ADR 0012 — Monitoring observability learning VM

A component-built observability stack on one Ubuntu VM — Grafana, Prometheus, Alertmanager, Loki, Tempo, Pyroscope, Grafana Alloy, Blackbox Exporter — so the lab can learn the primitives, not just the product bundle.

Date: 2026-05-08 Status: Accepted; base VM and M1–M7 stack deployed 2026-05-08.

Context

The operator requested a comprehensive independent monitoring VM for learning and for monitoring lab applications, VMs, and future OpenShift-facing services. The VM runs on Ubuntu cloud-init, follows the default lab zahid credential convention, and remains separate from the core disconnected OpenShift rebuild.
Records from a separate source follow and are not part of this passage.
use anyhow::Result;
use clap::Parser;
use oncostat::{
    analysis::{self, AnalysisConfig},
    cli::{Cli, OutputFormat},
    render::ChartRenderer,
    report,
};
use tracing_subscriber::EnvFilter;

/// Initialize tracing subscriber for debug output
fn init_tracing(debug: bool) {
    if debug {
        tracing_subscriber::fmt()
            .with_env_filter(
                EnvFilter::from_default_env().add_directive(tracing::Level::TRACE.into()),
            )
            .with_writer(std::io::stderr)
            .init();
    }
}

fn main() -> Result<()> {
    let args = Cli::parse();

    let regimens = args.regimen_list();
    if regimens.is_empty() {
        anyhow::bail!("Invalid value for --regimens: at least one regimen is required");
    }

    // Initialize tracing if --debug flag is set
    init_tracing(args.debug);

    let config = AnalysisConfig {
        results_path: args.results,
        metadata_path: args.metadata,
        regimens,
        focus_regimen: args.focus_regimen,
        mouse: args.mouse,
    };

    let study = analysis::run(&config)?;

    match args.format {
        OutputFormat::Text => print!("{}", report::render_text(&study)),
        OutputFormat::Json => println!("{}", report::render_json(&study)?),
        OutputFormat::Csv => print!("{}", report::render_csv(&study)),
    }

    if !args.no_charts {
        let renderer = ChartRenderer::new(&args.out_dir)?;
        let written = renderer.render_all(&study.charts);
        for path in &written {
            eprintln!("wrote {}", path.display());
        }
    }

    Ok(())
}
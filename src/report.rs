//! Report formatting: text, JSON, and CSV
//!
//! The text form is the human-facing run output; JSON and CSV mirror the
//! same numbers for machine parsing. JSON uses dedicated mirror structs so
//! the wire shape is independent of the analysis internals.

use crate::analysis::{RegressionOutcome, StudyAnalysis};
use crate::outliers::OutlierOutcome;
use serde::Serialize;
use std::fmt::Write as _;

/// Per-regimen summary row
#[derive(Debug, Clone, Serialize)]
pub struct JsonRegimenSummary {
    pub regimen: String,
    pub samples: usize,
    pub mean: f32,
    pub median: f32,
    pub variance: f32,
    pub std_dev: f32,
    pub sem: f32,
}

/// Measurement count for one regimen
#[derive(Debug, Clone, Serialize)]
pub struct JsonRegimenCount {
    pub regimen: String,
    pub measurements: u32,
}

/// Row count for one sex
#[derive(Debug, Clone, Serialize)]
pub struct JsonSexCount {
    pub sex: String,
    pub measurements: u32,
}

/// A flagged final tumor volume
#[derive(Debug, Clone, Serialize)]
pub struct JsonOutlier {
    pub mouse_id: String,
    pub tumor_volume: f32,
}

/// Outlier analysis for one regimen; `skipped` carries the reason when the
/// fences could not be computed
#[derive(Debug, Clone, Serialize)]
pub struct JsonOutlierReport {
    pub regimen: String,
    #[serde(skip_serializing_if = "Option::is_none")]
    pub samples: Option<usize>,
    #[serde(skip_serializing_if = "Option::is_none")]
    pub q1: Option<f32>,
    #[serde(skip_serializing_if = "Option::is_none")]
    pub q3: Option<f32>,
    #[serde(skip_serializing_if = "Option::is_none")]
    pub lower_bound: Option<f32>,
    #[serde(skip_serializing_if = "Option::is_none")]
    pub upper_bound: Option<f32>,
    pub outliers: Vec<JsonOutlier>,
    #[serde(skip_serializing_if = "Option::is_none")]
    pub skipped: Option<String>,
}

/// Correlation/regression block
#[derive(Debug, Clone, Serialize)]
pub struct JsonRegression {
    pub regimen: String,
    #[serde(skip_serializing_if = "Option::is_none")]
    pub r: Option<f64>,
    #[serde(skip_serializing_if = "Option::is_none")]
    pub slope: Option<f64>,
    #[serde(skip_serializing_if = "Option::is_none")]
    pub intercept: Option<f64>,
    #[serde(skip_serializing_if = "Option::is_none")]
    pub mice: Option<usize>,
    #[serde(skip_serializing_if = "Option::is_none")]
    pub error: Option<String>,
}

/// Root JSON report structure
#[derive(Debug, Clone, Serialize)]
pub struct JsonReport {
    pub total_mice: usize,
    pub clean_mice: usize,
    pub excluded_mice: Vec<String>,
    pub summary: Vec<JsonRegimenSummary>,
    pub regimen_counts: Vec<JsonRegimenCount>,
    pub sex_counts: Vec<JsonSexCount>,
    pub outliers: Vec<JsonOutlierReport>,
    pub regression: JsonRegression,
}

impl From<&StudyAnalysis> for JsonReport {
    fn from(analysis: &StudyAnalysis) -> Self {
        let outliers = analysis
            .outliers
            .iter()
            .map(|outcome| match outcome {
                OutlierOutcome::Computed(report) => JsonOutlierReport {
                    regimen: report.regimen.clone(),
                    samples: Some(report.samples),
                    q1: Some(report.q1),
                    q3: Some(report.q3),
                    lower_bound: Some(report.lower_bound),
                    upper_bound: Some(report.upper_bound),
                    outliers: report
                        .outliers
                        .iter()
                        .map(|o| JsonOutlier {
                            mouse_id: o.mouse_id.clone(),
                            tumor_volume: o.tumor_volume,
                        })
                        .collect(),
                    skipped: None,
                },
                OutlierOutcome::Skipped { regimen, reason } => JsonOutlierReport {
                    regimen: regimen.clone(),
                    samples: None,
                    q1: None,
                    q3: None,
                    lower_bound: None,
                    upper_bound: None,
                    outliers: Vec::new(),
                    skipped: Some(reason.clone()),
                },
            })
            .collect();

        let regression = match &analysis.regression {
            RegressionOutcome::Fitted(fit) => JsonRegression {
                regimen: analysis.focus_regimen.clone(),
                r: Some(fit.r),
                slope: Some(fit.slope),
                intercept: Some(fit.intercept),
                mice: Some(fit.mice),
                error: None,
            },
            RegressionOutcome::Unavailable { reason } => JsonRegression {
                regimen: analysis.focus_regimen.clone(),
                r: None,
                slope: None,
                intercept: None,
                mice: None,
                error: Some(reason.clone()),
            },
        };

        JsonReport {
            total_mice: analysis.total_mice,
            clean_mice: analysis.clean_mice,
            excluded_mice: analysis.excluded_mice.clone(),
            summary: analysis
                .summaries
                .iter()
                .map(|s| JsonRegimenSummary {
                    regimen: s.regimen.clone(),
                    samples: s.samples,
                    mean: s.mean,
                    median: s.median,
                    variance: s.variance,
                    std_dev: s.std_dev,
                    sem: s.sem,
                })
                .collect(),
            regimen_counts: analysis
                .regimen_counts
                .iter()
                .map(|(regimen, count)| JsonRegimenCount {
                    regimen: regimen.clone(),
                    measurements: *count,
                })
                .collect(),
            sex_counts: analysis
                .sex_counts
                .iter()
                .map(|(sex, count)| JsonSexCount {
                    sex: sex.to_string(),
                    measurements: *count,
                })
                .collect(),
            outliers,
            regression,
        }
    }
}

/// Pretty-printed JSON report
pub fn render_json(analysis: &StudyAnalysis) -> anyhow::Result<String> {
    let report = JsonReport::from(analysis);
    Ok(serde_json::to_string_pretty(&report)?)
}

/// Escape CSV field (handle commas, quotes, newlines)
fn escape_field(field: &str) -> String {
    if field.contains(',') || field.contains('"') || field.contains('\n') {
        format!("\"{}\"", field.replace('"', "\"\""))
    } else {
        field.to_string()
    }
}

/// Regimen summary table as CSV
pub fn render_csv(analysis: &StudyAnalysis) -> String {
    let mut output = String::new();
    output.push_str("drug_regimen,samples,mean,median,variance,std_dev,sem\n");
    for s in &analysis.summaries {
        let _ = writeln!(
            output,
            "{},{},{:.4},{:.4},{:.4},{:.4},{:.4}",
            escape_field(&s.regimen),
            s.samples,
            s.mean,
            s.median,
            s.variance,
            s.std_dev,
            s.sem
        );
    }
    output
}

/// Human-readable report for stdout
pub fn render_text(analysis: &StudyAnalysis) -> String {
    let mut out = String::new();

    out.push_str("=== Tumor Study Summary ===\n");
    let _ = writeln!(out, "Mice in study:      {}", analysis.total_mice);
    let _ = writeln!(out, "Mice after cleaning: {}", analysis.clean_mice);
    if analysis.excluded_mice.is_empty() {
        out.push_str("Excluded for duplicate timepoints: none\n");
    } else {
        let _ = writeln!(
            out,
            "Excluded for duplicate timepoints: {}",
            analysis.excluded_mice.join(", ")
        );
    }
    out.push('\n');

    out.push_str(
        "Drug Regimen          Mean  Median Variance Std Dev     SEM  Samples\n",
    );
    out.push_str(
        "---------------- --------- ------- -------- ------- ------- --------\n",
    );
    for s in &analysis.summaries {
        let _ = writeln!(
            out,
            "{:<16} {:>9.2} {:>7.2} {:>8.2} {:>7.2} {:>7.2} {:>8}",
            s.regimen, s.mean, s.median, s.variance, s.std_dev, s.sem, s.samples
        );
    }
    out.push('\n');

    out.push_str("=== Final Tumor Volume Outliers ===\n");
    for outcome in &analysis.outliers {
        match outcome {
            OutlierOutcome::Computed(report) => {
                if report.outliers.is_empty() {
                    let _ = writeln!(
                        out,
                        "{}: no outliers (bounds [{:.2}, {:.2}], {} mice)",
                        report.regimen, report.lower_bound, report.upper_bound, report.samples
                    );
                } else {
                    let _ = writeln!(
                        out,
                        "{}: {} potential outlier(s) (bounds [{:.2}, {:.2}], {} mice)",
                        report.regimen,
                        report.outliers.len(),
                        report.lower_bound,
                        report.upper_bound,
                        report.samples
                    );
                    for o in &report.outliers {
                        let _ = writeln!(
                            out,
                            "  mouse {}: {:.2} mm3",
                            o.mouse_id, o.tumor_volume
                        );
                    }
                }
            }
            OutlierOutcome::Skipped { regimen, reason } => {
                let _ = writeln!(out, "{regimen}: not computed ({reason})");
            }
        }
    }
    out.push('\n');

    let _ = writeln!(
        out,
        "=== Weight vs Average Tumor Volume ({}) ===",
        analysis.focus_regimen
    );
    match &analysis.regression {
        RegressionOutcome::Fitted(fit) => {
            let _ = writeln!(
                out,
                "The correlation between mouse weight and the average tumor volume is {:.2}",
                fit.r
            );
            let _ = writeln!(
                out,
                "Linear fit: volume = {:.2} * weight + {:.2} ({} mice)",
                fit.slope, fit.intercept, fit.mice
            );
        }
        RegressionOutcome::Unavailable { reason } => {
            let _ = writeln!(out, "not computed: {reason}");
        }
    }

    out
}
This is broader than the SigNoz VM tracker (ADR 0010). SigNoz remains a standalone self-hosted observability product track for comparison or later collapse. This ADR accepts an explicit component-based learning stack so the lab can learn the primitives directly: metrics, alerts, logs, traces, profiles, exporters, synthetic checks, dashboards, SLOs, and collector topologies. Building it one piece at a time forces the operator to understand each component, which a single all-in-one product hides.

Decision

Deploy monitoring-0 as one standalone Ubuntu 24.04 cloud-init VM on br30.

Property	Value
VM name	`monitoring-0`
Private DNS	`monitoring-0.sub.comptech-lab.com`, `monitoring.sub.comptech-lab.com`
Public edge DNS	`monitoring.apps.sub.comptech-lab.com` (optionally `grafana.apps.sub.comptech-lab.com` as UI alias)
Public edge TLS	existing Let’s Encrypt wildcard for `*.apps.sub.comptech-lab.com`
Default admin	`zahid`
Credential custody	`secrets/monitoring-vm/`
vCPU / RAM	8 / 32768 MiB
OS disk	100 GiB
Data disk	1 TiB at `/var/lib/monitoring` (or component-specific bind mounts beneath it)

Component stack

Install as native Linux/systemd services (unless a later prerequisite phase records a better-supported packaging choice):

Component	Role
Grafana	dashboards, exploration
Prometheus	metrics scrape, rules, alert evaluation
Alertmanager	alert grouping, routing, silences, notifications
Loki	logs
Tempo	traces
Pyroscope	continuous profiling experiments
Grafana Alloy	preferred collector / agent runtime
Blackbox Exporter	HTTP / TCP / DNS / TLS probing
Node Exporter	Linux host metrics (on monitored VMs)
Service exporters / native metrics	Vault, Kafka, Redis, Jenkins, HAProxy, PowerDNS, Nexus, MinIO, Trivy, SigNoz, WSO2, future OpenShift endpoints

The first deployment (2026-05-08) installed Grafana, Prometheus, Alertmanager, Loki, Tempo, Pyroscope, Grafana Alloy, Blackbox Exporter, and Node Exporter as native systemd services. Fuller service-specific exporters and dashboards remain in M8; operational hardening remains in M9.

OpenTelemetry topology

Use a two-layer OpenTelemetry model after the base metrics/logging stack is working:

Local agent layer on app/VM nodes.
- Alloy or OTel Collector receives app OTLP on localhost.
- Tails local logs, adds consistent resource labels, batches, retries, and forwards to the monitoring VM.
Central gateway layer on monitoring-0.
- Receives private OTLP gRPC/HTTP on 4317 / 4318.
- Applies shared filtering, redaction, sampling, routing, and future auth.
- Sends traces to Tempo, logs to Loki, and selected OTel metrics to the accepted metrics path.

Kiali

Kiali is explicitly excluded from this VM. If OpenShift Service Mesh / Istio is deployed later, Kiali should be installed inside the relevant OpenShift service-mesh environment, not on this independent VM.

Alternatives considered

Use SigNoz alone. Already on the menu (ADR 0010). Rejected because the operator wants to also learn the primitives, and a product bundle hides them. Both VMs exist intentionally.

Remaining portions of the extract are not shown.